Un programma serrato che comprende la cultura e la fabbrica d'arte di Izmir, passeggiate per le strade fiancheggiate da boutique di Alaçatı, Urla e altri siti antichi limita la nostra sessione di pascolo a TARLA, ma Huseyin promette l'Izmir
Bazaar Konak che visiteremo il prossimo fornirà maggiori informazioni sulle prelibatezze che proveremo durante il viaggio. A seguito di avvistamenti di residenti che acquistano le loro disposizioni di casa, abbiamo una pausa di benvenuto all'interno di una caffetteria tradizionale nella sezione coperta del mercato. Ad accompagnare il nostro fix caffeina sono piccoli quadrati di lokum, (delizia turca) per la gioia dei miei compagni di viaggio. Huseyin ci assicura con sicurezza che il” vero " lokum che vale la pena riportare a casa arriverà più tardi.
Il breve soggiorno lungo la “Strada dell'arte” di Alaçatı è punteggiato da snack abbracciati da generazioni di locali, dal lokma bollente (frittelle fritte) al freddo ed elastico gelato dondurma fatto con mastice.
Mentre alcuni lo trovano un gusto acquisito, si abbina bene al gelato alla noce o al pistacchio.
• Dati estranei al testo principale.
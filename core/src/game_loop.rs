use std::thread;
use std::time::{Duration, Instant};

use serde::{Deserialize, Serialize};

use crate::render::{draw_calls, DrawCall};
use crate::step::{step_mut, Session, StepOutcome};
use crate::types::{FrameInput, SessionSnapshot};

/// Monotonic game time in milliseconds.
pub trait Clock {
    fn now_ms(&self) -> u64;

    /// Called once after every completed frame.
    fn tick(&mut self) {}
}

/// Wall-clock time since construction.
#[derive(Clone, Copy, Debug)]
pub struct MonotonicClock {
    start: Instant,
}

impl MonotonicClock {
    pub fn new() -> Self {
        MonotonicClock {
            start: Instant::now(),
        }
    }
}

impl Default for MonotonicClock {
    fn default() -> Self {
        Self::new()
    }
}

impl Clock for MonotonicClock {
    fn now_ms(&self) -> u64 {
        self.start.elapsed().as_millis() as u64
    }
}

/// Time derived from the frame count, so replays see identical timestamps.
#[derive(Clone, Copy, Debug)]
pub struct FrameClock {
    fps: u32,
    frame: u64,
}

impl FrameClock {
    pub fn new(fps: u32) -> Self {
        FrameClock {
            fps: fps.max(1),
            frame: 0,
        }
    }
}

impl Clock for FrameClock {
    fn now_ms(&self) -> u64 {
        self.frame * 1000 / self.fps as u64
    }

    fn tick(&mut self) {
        self.frame += 1;
    }
}

/// Source of per-frame input. `None` means no more input will come.
pub trait InputSource {
    fn poll(&mut self) -> Option<FrameInput>;
}

/// Plays back recorded frames in order.
#[derive(Clone, Debug)]
pub struct Replay {
    frames: std::vec::IntoIter<FrameInput>,
}

impl Replay {
    pub fn new(frames: Vec<FrameInput>) -> Self {
        Replay {
            frames: frames.into_iter(),
        }
    }
}

impl InputSource for Replay {
    fn poll(&mut self) -> Option<FrameInput> {
        self.frames.next()
    }
}

/// Receives the draw calls of every completed frame.
pub trait Presenter {
    fn present(&mut self, calls: &[DrawCall]);
}

/// Drops every frame.
#[derive(Clone, Copy, Debug, Default)]
pub struct NullPresenter;

impl Presenter for NullPresenter {
    fn present(&mut self, _calls: &[DrawCall]) {}
}

/// Keeps only the most recent frame.
#[derive(Clone, Debug, Default)]
pub struct LastFrame {
    pub calls: Vec<DrawCall>,
    pub presented: u64,
}

impl Presenter for LastFrame {
    fn present(&mut self, calls: &[DrawCall]) {
        self.calls.clear();
        self.calls.extend_from_slice(calls);
        self.presented += 1;
    }
}

/// Paces the loop to a target frame rate by sleeping out the rest of each
/// frame's budget. Unpaced governors never sleep.
#[derive(Clone, Copy, Debug)]
pub struct FrameGovernor {
    budget: Option<Duration>,
    frame_start: Instant,
}

impl FrameGovernor {
    pub fn paced(fps: u32) -> Self {
        FrameGovernor {
            budget: Some(Duration::from_secs_f64(1.0 / fps.max(1) as f64)),
            frame_start: Instant::now(),
        }
    }

    pub fn unpaced() -> Self {
        FrameGovernor {
            budget: None,
            frame_start: Instant::now(),
        }
    }

    pub fn budget(&self) -> Option<Duration> {
        self.budget
    }

    /// Sleep until the current frame's budget is used up, then start the next.
    pub fn wait(&mut self) {
        if let Some(budget) = self.budget {
            let spent = self.frame_start.elapsed();
            if let Some(rest) = budget.checked_sub(spent) {
                thread::sleep(rest);
            } else {
                log::trace!("frame over budget by {:?}", spent - budget);
            }
        }
        self.frame_start = Instant::now();
    }
}

#[derive(Clone, Copy, Debug, PartialEq, Eq, Serialize, Deserialize)]
#[serde(rename_all = "snake_case")]
pub enum RunEnd {
    Quit,
    InputExhausted,
}

#[derive(Clone, Debug, PartialEq, Serialize, Deserialize)]
pub struct RunSummary {
    pub end: RunEnd,
    /// Frames fully simulated; a quit frame is not counted.
    pub frames: u64,
    pub last: SessionSnapshot,
}

/// Drive the session until quit or until the input source runs dry.
pub fn run(
    session: &mut Session,
    input: &mut dyn InputSource,
    presenter: &mut dyn Presenter,
    clock: &mut dyn Clock,
    governor: &mut FrameGovernor,
) -> RunSummary {
    let mut frames = 0u64;
    let end = loop {
        let Some(frame_input) = input.poll() else {
            break RunEnd::InputExhausted;
        };
        if step_mut(session, &frame_input, clock.now_ms()) == StepOutcome::Quit {
            break RunEnd::Quit;
        }
        presenter.present(&draw_calls(session));
        frames += 1;
        clock.tick();
        governor.wait();
    };
    log::info!("run ended ({end:?}) after {frames} frames in {:?}", session.mode());
    RunSummary {
        end,
        frames,
        last: session.snapshot(),
    }
}

#[cfg(test)]
mod tests {
    use super::*;
    use crate::animation::default_roster;
    use crate::init::default_config;
    use crate::level::{LevelFile, LevelObject, LevelSet};
    use crate::types::*;

    fn session() -> Session {
        let file = LevelFile {
            name: "fjord".into(),
            background: "Blue.png".into(),
            player_start: Point::new(100, 500),
            objects: vec![
                LevelObject::Block { x: 0, y: 704, size: 96 },
                LevelObject::Exit { x: 900, y: 600, width: 40, height: 104 },
            ],
        };
        let config = default_config();
        let levels = LevelSet::new(&[file], config.screen()).unwrap();
        Session::new(config, levels, default_roster()).unwrap()
    }

    #[test]
    fn frame_clock_follows_frame_count() {
        let mut clock = FrameClock::new(60);
        assert_eq!(clock.now_ms(), 0);
        for _ in 0..3 {
            clock.tick();
        }
        assert_eq!(clock.now_ms(), 50);
        for _ in 0..57 {
            clock.tick();
        }
        assert_eq!(clock.now_ms(), 1000);
    }

    #[test]
    fn paced_governor_budget_matches_fps() {
        let gov = FrameGovernor::paced(60);
        let budget = gov.budget().unwrap();
        assert!(budget > Duration::from_millis(16) && budget < Duration::from_millis(17));
        assert!(FrameGovernor::unpaced().budget().is_none());
    }

    #[test]
    fn replay_runs_until_input_exhausted() {
        let mut s = session();
        let mut frames = vec![FrameInput::click(500, 400)];
        frames.extend(std::iter::repeat(NULL_INPUT).take(9));
        let mut presenter = LastFrame::default();
        let summary = run(
            &mut s,
            &mut Replay::new(frames),
            &mut presenter,
            &mut FrameClock::new(60),
            &mut FrameGovernor::unpaced(),
        );
        assert_eq!(summary.end, RunEnd::InputExhausted);
        assert_eq!(summary.frames, 10);
        assert_eq!(presenter.presented, 10);
        assert_eq!(summary.last.mode, GameMode::Playing);
        assert_eq!(summary.last.players.len(), 2);
        assert!(matches!(presenter.calls.last(), Some(DrawCall::Text { .. })));
    }

    #[test]
    fn quit_ends_run_without_presenting() {
        let mut s = session();
        let quit = FrameInput {
            quit: true,
            ..NULL_INPUT
        };
        let frames = vec![NULL_INPUT, NULL_INPUT, quit, NULL_INPUT];
        let mut presenter = LastFrame::default();
        let summary = run(
            &mut s,
            &mut Replay::new(frames),
            &mut presenter,
            &mut FrameClock::new(60),
            &mut FrameGovernor::unpaced(),
        );
        assert_eq!(summary.end, RunEnd::Quit);
        assert_eq!(summary.frames, 2);
        assert_eq!(presenter.presented, 2);
        assert_eq!(summary.last.mode, GameMode::Menu);
    }
}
Sulla strada per Url, ci fermiamo a Ege Lokum, che è per il piacere turco ciò che Sephora è per profumi e cosmetici. I campioni, le graziose scatole, i tè, i caffè e i prodotti correlati sono difficili da resistere. Oltre al tradizionale lokum spolverato con zucchero a velo e una versione ricoperta di cioccolato fondente, ci sono involtini elaborati e appena fatti in diversi gusti insieme a pistacchi, noci e altri ingredienti. C'è ogni sapore di frutta immaginabile, dal melograno e ciliegia agli agrumi, alla menta e ai frutti tropicali.e assaggi di tutto per giorni, rendendo la decisione di cosa comprare con i limiti di una borsa a mano particolarmente impegnativa.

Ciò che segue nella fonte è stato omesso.